No further Egyptian campaigns in Canaan are mentioned after the conclusion of the peace treaty. The northern border seems to have been safe and quiet, so the rule of the pharaoh was strong until Ramesses II's death, and the waning of the dynasty. When the King of Mira attempted to involve Ramesses in a hostile act against the Hittites, the Egyptian responded that the times of intrigue in support of Mursili III, had passed. Ḫattušili III wrote to Kadashman-Enlil II, Kassite king of Karduniaš (Babylon) in the same spirit, reminding him of the time when his father, Kadashman-Turgu, had offered to fight Ramesses II, the king of Egypt. The Hittite king encouraged the Babylonian to oppose another enemy, which must have been the king of Assyria, whose allies had killed the messenger of the Egyptian king. Ḫattušili encouraged Kadashman-Enlil to come to his aid and prevent the Assyrians from cutting the link between the Canaanite province of Egypt and Mursili III, the ally of Ramesses.

Nubian campaigns

Ramesses II also campaigned south of the first cataract of the Nile into Nubia. When Ramesses was about 22, two of his own sons, including Amun-her-khepeshef, accompanied him in at least one of those campaigns. By the time of Ramesses, Nubia had been a colony for 200 years, but its conquest was recalled in decoration from the temples Ramesses II built at Beit el-Wali (which was the subject of epigraphic work by the Oriental Institute during the Nubian salvage campaign of the 1960s), Gerf Hussein and Kalabsha in northern Nubia. On the south wall of the Beit el-Wali temple, Ramesses II is depicted charging into battle against tribes south of Egypt in a war chariot, while his two young sons, Amun-her-khepsef and Khaemwaset, are shown behind him, also in war chariots. A wall in one of Ramesses's temples says he had to fight one battle with those tribes without help from his soldiers.

Libyan campaigns
During the reign of Ramesses II, the Egyptians were evidently active on a  stretch along the Mediterranean coast, at least as far as Zawyet Umm El Rakham, where remains of a fortress described by its texts as built on Libyans land have been found. Although the exact events surrounding the foundation of the coastal forts and fortresses is not clear, some degree of political and military control must have been held over the region to allow their construction. 

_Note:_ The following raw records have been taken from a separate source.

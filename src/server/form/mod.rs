//! Form validation for user-submitted data.
//!
//! Each submission type declares its field rules as data and runs them
//! through the shared [`validate`] function. Failures accumulate per field
//! into [`FormErrors`], which renders as a 422 JSON body; validation always
//! runs before any persistence.

pub mod comment;
pub mod login;
pub mod profile;
pub mod signup;

use std::collections::BTreeMap;

use thiserror::Error;

/// Rejected form fields mapped to their messages.
#[derive(Error, Debug, Default, Clone, PartialEq, Eq)]
#[error("rejected form fields: {}", .0.keys().cloned().collect::<Vec<_>>().join(", "))]
pub struct FormErrors(BTreeMap<String, Vec<String>>);

impl FormErrors {
    pub fn push(&mut self, field: &str, message: impl Into<String>) {
        self.0
            .entry(field.to_string())
            .or_default()
            .push(message.into());
    }

    pub fn is_empty(&self) -> bool {
        self.0.is_empty()
    }

    pub fn into_map(self) -> BTreeMap<String, Vec<String>> {
        self.0
    }
}

/// A single field rule.
#[derive(Debug, Clone, Copy)]
pub enum Constraint<'a> {
    /// Value must be present and not blank.
    Required,
    /// Character count must fall within the inclusive range.
    Length { min: usize, max: usize },
    /// Value must be shaped like an email address.
    Email,
    /// Value must equal another field's value.
    Matches {
        other: &'static str,
        value: &'a str,
    },
}

impl Constraint<'_> {
    fn check(&self, value: &str) -> Option<String> {
        match self {
            Self::Required => value
                .trim()
                .is_empty()
                .then(|| "This field is required.".to_string()),
            Self::Length { min, max } => {
                let count = value.chars().count();

                (count < *min || count > *max).then(|| {
                    format!("Field must be between {min} and {max} characters long.")
                })
            }
            Self::Email => {
                (!looks_like_email(value)).then(|| "Invalid email address.".to_string())
            }
            Self::Matches { other, value: expected } => {
                (value != *expected).then(|| format!("Field must be equal to {other}."))
            }
        }
    }
}

/// A field's submitted value paired with its rules.
pub struct FieldSpec<'a> {
    pub field: &'static str,
    pub value: &'a str,
    pub constraints: &'a [Constraint<'a>],
}

/// Checks every field and accumulates failures.
///
/// The first failing rule settles a field (a blank required field is not
/// also reported as too short); failures on different fields all appear in
/// the result.
pub fn validate(fields: &[FieldSpec]) -> Result<(), FormErrors> {
    let mut errors = FormErrors::default();

    for spec in fields {
        for constraint in spec.constraints {
            if let Some(message) = constraint.check(spec.value) {
                errors.push(spec.field, message);
                break;
            }
        }
    }

    if errors.is_empty() {
        Ok(())
    } else {
        Err(errors)
    }
}

/// Shape check only: one `@`, a non-empty local part, and a dotted domain.
fn looks_like_email(value: &str) -> bool {
    if value.chars().any(char::is_whitespace) {
        return false;
    }

    match value.split_once('@') {
        Some((local, domain)) => {
            !local.is_empty()
                && !domain.contains('@')
                && domain.split('.').count() >= 2
                && domain.split('.').all(|part| !part.is_empty())
        }
        None => false,
    }
}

There are no detailed accounts of Ramesses II's undertaking large military actions against the Libyans, only generalised records of his conquering and crushing them, which may or may not refer to specific events that were otherwise unrecorded. It may be that some of the records, such as the Aswan Stele of his year 2, are harking back to Ramesses's presence on his father's Libyan campaigns. Perhaps it was Seti I who achieved this supposed control over the region, and who planned to establish the defensive system, in a manner similar to how he rebuilt those to the east, the Ways of Horus across Northern Sinai.

Sed festivals

After reigning for 30 years, Ramesses joined a select group that included only a handful of Egypt's longest-lived rulers. By tradition, in the 30th year of his reign Ramesses celebrated a jubilee called the Sed festival. These were held to honour and rejuvenate the pharaoh's strength. Only halfway through what would be a 66-year reign, Ramesses had already eclipsed all but a few of his greatest predecessors in his achievements. He had brought peace, maintained Egyptian borders, and built great and numerous monuments across the empire. His country was more prosperous and powerful than it had been in nearly a century.

Sed festivals traditionally were held again every three years after the 30th year; Ramesses II, who sometimes held them after two years, eventually celebrated an unprecedented thirteen or fourteen.

Building projects and monuments

In the third year of his reign, Ramesses started the most ambitious building project after the pyramids, which were built almost 1,500 years earlier. The population was put to work changing the face of Egypt. Ramesses built extensively from the Delta to Nubia, "covering the land with buildings in a way no monarch before him had."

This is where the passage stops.